Kind & Polite English for Work [Professional English Skills]

Jul 8, 2020 | Business Professional English, Communication Skills, Leadership Communication

This Confident English lesson has been updated from its original in January 2016. 

In January 2016 I received an email from one of my students with the message, “Please help! Today my coworker told me I don’t sound friendly in English. I’m devasted.”

What was surprising is my student felt she was kind and polite in English, especially at work. So what was the problem?

Here’s the problem: the words, the expressions, the phrases that are kind in one language are not always kind in another. The language strategies we use to express politeness in one language aren’t the same in another. If we translate from one language directly into another, it doesn’t always work.

Unfortunately, English does not have a formal and informal version of ‘you’ to immediately show a higher level of formality and politeness.

Nor does English have word endings that change.

Since that email in January 2016, I’ve continued to get emails with questions such as:

  • How can I be more polite in difficult conversations in English? 
  • How can I show that I’m friendly and interested in other people in English? 
  • My coworker said that I sound aggressive when I speak, what can I do?

In today’s Confident English lesson, you’ll learn 4 strategies for kind and polite English at work. With these strategies, you’ll be able to:

  • Be more diplomatic in English
  • Switch from direct, assertive language to indirect, formal language
  • Be more flexible in English so you can say what you want, how you want

Kind, polite English skills for daily life.

Lesson by Annemarie

Four Strategies for Kind, Polite English Skills

Kind & Polite English Strategy 1: Use Modals

Modals are those words you learned in your English classes such as: would, could, might, may.

It seems so simple, but using a modal can change a direct, aggressive question into a polite request. They soften your requests, questions, and commands, which means you won’t sound rude or too direct.


  • Order me a coffee, please. → Would you get me a coffee, please?
  • Please leave. I have to take this phone call. → Could you step out of the room for a moment? I have to take this phone call.
  • Send me those documents before the end of the day. → Could you send me those documents by the end of the day?
  • I need to borrow your pen for a moment. → May I borrow your pen for a moment?

Yes, it’s that easy.
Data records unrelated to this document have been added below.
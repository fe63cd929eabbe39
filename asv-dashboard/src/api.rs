//! Backend API client
//!
//! `DashboardApi` is the seam between the dashboard state machine and the
//! network. `HttpApi` talks to `asv-server` over HTTP; tests substitute an
//! in-memory implementation.

use crate::error::DashboardError;
use crate::secret::Secret;
use crate::session::Credentials;
use asv_core::model::{AdminConfig, ConfigPatch, TrackId};
use asv_core::wire::{
    routes, ClearResponse, ErrorBody, ImageList, LoginResponse, UploadKind, UploadResponse,
};
use async_trait::async_trait;
use reqwest::{RequestBuilder, Response, StatusCode};
use serde::de::DeserializeOwned;
use serde::Serialize;

/// Default message when the server refuses a login without saying why
pub const INVALID_CREDENTIALS: &str = "Invalid username or password.";

/// A file to upload: a route CSV or a gallery image
#[derive(Debug, Clone, PartialEq, Eq)]
pub struct Upload {
    pub kind: UploadKind,
    pub filename: String,
    pub bytes: Vec<u8>,
}

/// Operations the dashboard performs against the backend
#[async_trait]
pub trait DashboardApi: Send + Sync {
    /// Raw route text for a track
    async fn fetch_route(&self, track: TrackId) -> Result<String, DashboardError>;

    async fn fetch_config(&self) -> Result<AdminConfig, DashboardError>;

    async fn push_config(
        &self,
        token: &Secret,
        patch: &ConfigPatch,
    ) -> Result<(), DashboardError>;

    /// Exchange credentials for a bearer token
    async fn login(&self, credentials: &Credentials) -> Result<Secret, DashboardError>;

    /// Revoke a bearer token server-side
    async fn logout(&self, token: &Secret) -> Result<(), DashboardError>;

    async fn list_images(&self) -> Result<Vec<String>, DashboardError>;

    async fn delete_image(&self, token: &Secret, filename: &str) -> Result<(), DashboardError>;

    /// Delete every gallery image, returning how many were removed
    async fn clear_images(&self, token: &Secret) -> Result<u32, DashboardError>;

    /// Upload a file, returning the stored file name
    async fn upload(&self, token: &Secret, upload: &Upload) -> Result<String, DashboardError>;
}

/// HTTP implementation backed by `reqwest`
#[derive(Clone)]
pub struct HttpApi {
    base_url: String,
    client: reqwest::Client,
}

impl HttpApi {
    pub fn new(base_url: impl Into<String>) -> Self {
        Self::with_client(base_url, reqwest::Client::new())
    }

    pub fn with_client(base_url: impl Into<String>, client: reqwest::Client) -> Self {
        let base_url = base_url.into().trim_end_matches('/').to_string();
        Self { base_url, client }
    }

    pub fn base_url(&self) -> &str {
        &self.base_url
    }

    fn url(&self, path: &str) -> String {
        format!("{}{}", self.base_url, path)
    }

    fn image_url(&self, filename: &str) -> Result<reqwest::Url, DashboardError> {
        let mut url = reqwest::Url::parse(&self.url(routes::IMAGES))
            .map_err(|e| DashboardError::Validation(format!("invalid API URL: {e}")))?;
        url.path_segments_mut()
            .map_err(|_| DashboardError::Validation("API URL cannot carry a path".to_string()))?
            .push(filename);
        Ok(url)
    }
}

/// Login body borrowing from `Credentials`, so the password is not copied
/// into another `String`
#[derive(Serialize)]
struct LoginBody<'a> {
    username: &'a str,
    password: &'a str,
}

/// Send a request, mapping transport failures to `Unreachable`
async fn send(request: RequestBuilder) -> Result<Response, DashboardError> {
    request
        .send()
        .await
        .map_err(|e| DashboardError::Unreachable(e.to_string()))
}

/// Pass successful responses through; classify failures
async fn check(response: Response) -> Result<Response, DashboardError> {
    if response.status().is_success() {
        return Ok(response);
    }
    let status = response.status();
    if status == StatusCode::UNAUTHORIZED {
        return Err(DashboardError::Unauthorized);
    }
    let reason = reason(response)
        .await
        .unwrap_or_else(|| format!("server responded with {status}"));
    Err(DashboardError::ServerRejected(reason))
}

/// Human-readable reason from an error response, when the server gave one
async fn reason(response: Response) -> Option<String> {
    match response.json::<ErrorBody>().await {
        Ok(body) if !body.detail.is_empty() => Some(body.detail),
        _ => None,
    }
}

async fn decode<T: DeserializeOwned>(response: Response) -> Result<T, DashboardError> {
    response
        .json::<T>()
        .await
        .map_err(|e| DashboardError::ServerRejected(format!("unexpected response: {e}")))
}

#[async_trait]
impl DashboardApi for HttpApi {
    async fn fetch_route(&self, track: TrackId) -> Result<String, DashboardError> {
        let url = self.url(&format!("{}/{}", routes::UPLOADS, track.route_file()));
        let response = check(send(self.client.get(url)).await?).await?;
        response
            .text()
            .await
            .map_err(|e| DashboardError::Unreachable(e.to_string()))
    }

    async fn fetch_config(&self) -> Result<AdminConfig, DashboardError> {
        let request = self.client.get(self.url(routes::ADMIN_STATE));
        let response = check(send(request).await?).await?;
        decode(response).await
    }

    async fn push_config(
        &self,
        token: &Secret,
        patch: &ConfigPatch,
    ) -> Result<(), DashboardError> {
        let request = self
            .client
            .post(self.url(routes::ADMIN_UPDATE))
            .bearer_auth(token.expose())
            .json(patch);
        check(send(request).await?).await?;
        Ok(())
    }

    async fn login(&self, credentials: &Credentials) -> Result<Secret, DashboardError> {
        let body = LoginBody {
            username: &credentials.username,
            password: credentials.password.expose(),
        };
        let response = send(self.client.post(self.url(routes::LOGIN)).json(&body)).await?;
        if response.status() == StatusCode::UNAUTHORIZED {
            let reason = reason(response)
                .await
                .unwrap_or_else(|| INVALID_CREDENTIALS.to_string());
            return Err(DashboardError::InvalidCredentials(reason));
        }
        let response = check(response).await?;
        let body: LoginResponse = decode(response).await?;
        Ok(Secret::new(body.token))
    }

    async fn logout(&self, token: &Secret) -> Result<(), DashboardError> {
        let request = self
            .client
            .post(self.url(routes::LOGOUT))
            .bearer_auth(token.expose());
        check(send(request).await?).await?;
        Ok(())
    }

    async fn list_images(&self) -> Result<Vec<String>, DashboardError> {
        let response = check(send(self.client.get(self.url(routes::IMAGES))).await?).await?;
        let list: ImageList = decode(response).await?;
        Ok(list.images)
    }

    async fn delete_image(&self, token: &Secret, filename: &str) -> Result<(), DashboardError> {
        let request = self
            .client
            .delete(self.image_url(filename)?)
            .bearer_auth(token.expose());
        check(send(request).await?).await?;
        Ok(())
    }

    async fn clear_images(&self, token: &Secret) -> Result<u32, DashboardError> {
        let request = self
            .client
            .delete(self.url(routes::CLEAR_IMAGES))
            .bearer_auth(token.expose());
        let response = check(send(request).await?).await?;
        let body: ClearResponse = decode(response).await?;
        Ok(body.deleted_count)
    }

    async fn upload(&self, token: &Secret, upload: &Upload) -> Result<String, DashboardError> {
        let part = reqwest::multipart::Part::bytes(upload.bytes.clone())
            .file_name(upload.filename.clone());
        let form = reqwest::multipart::Form::new()
            .text("type", upload.kind.as_str())
            .part("file", part);
        let request = self
            .client
            .post(self.url(routes::UPLOAD))
            .bearer_auth(token.expose())
            .multipart(form);
        let response = check(send(request).await?).await?;
        let body: UploadResponse = decode(response).await?;
        Ok(body.filename)
    }
}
Use modals the next time you send a request by email, ask for something on the telephone, or when you need something from a friend and you’ll sound more polite!

Kind & Polite English Strategy 2: Change Your Grammar

In English, the Present Simple Tense can sound direct, maybe too direct so…

If you’re at work talking at an important business meeting, of course, you want to be polite! You want to sound smooth, confident, and kind. If you sound too aggressive or direct, it might cause a problem in the discussion.

Here’s how you can do this: Change the present tense to the past tense or a progressive (-ing) tense. Your meaning is still in the present, but you change the verb to add softness, to be less direct.

TIP: We do this with verbs such as hope, feel, think, want, wonder. For example:

  • Do you have time to meet tomorrow to discuss this?
    • → I wondered if you had time to meet tomorrow.
    • → I was wondering if you had time to meet tomorrow.
    • → I’m wondering if you have time to meet tomorrow.
  • What is your name? → What did you say your name was?
  • I’d like to finish this meeting by 4:00 p.m. → I was hoping to finish this meeting by 4:00 p.m.
  • Can I ask a question about the agenda? –> I wanted to ask a question about the agenda.
  • I think you need help with the deadline. → I thought you might like some help with the deadline.

Kind & Polite English Strategy 3: Use Vague Language

Vague language means not too specific or too direct. We often use expressions such as: a bit, around, kind of, -ish, a few, quite, slightly, a little

We use these expressions – or qualifiers – to provide less direct information, for example with times or quantities.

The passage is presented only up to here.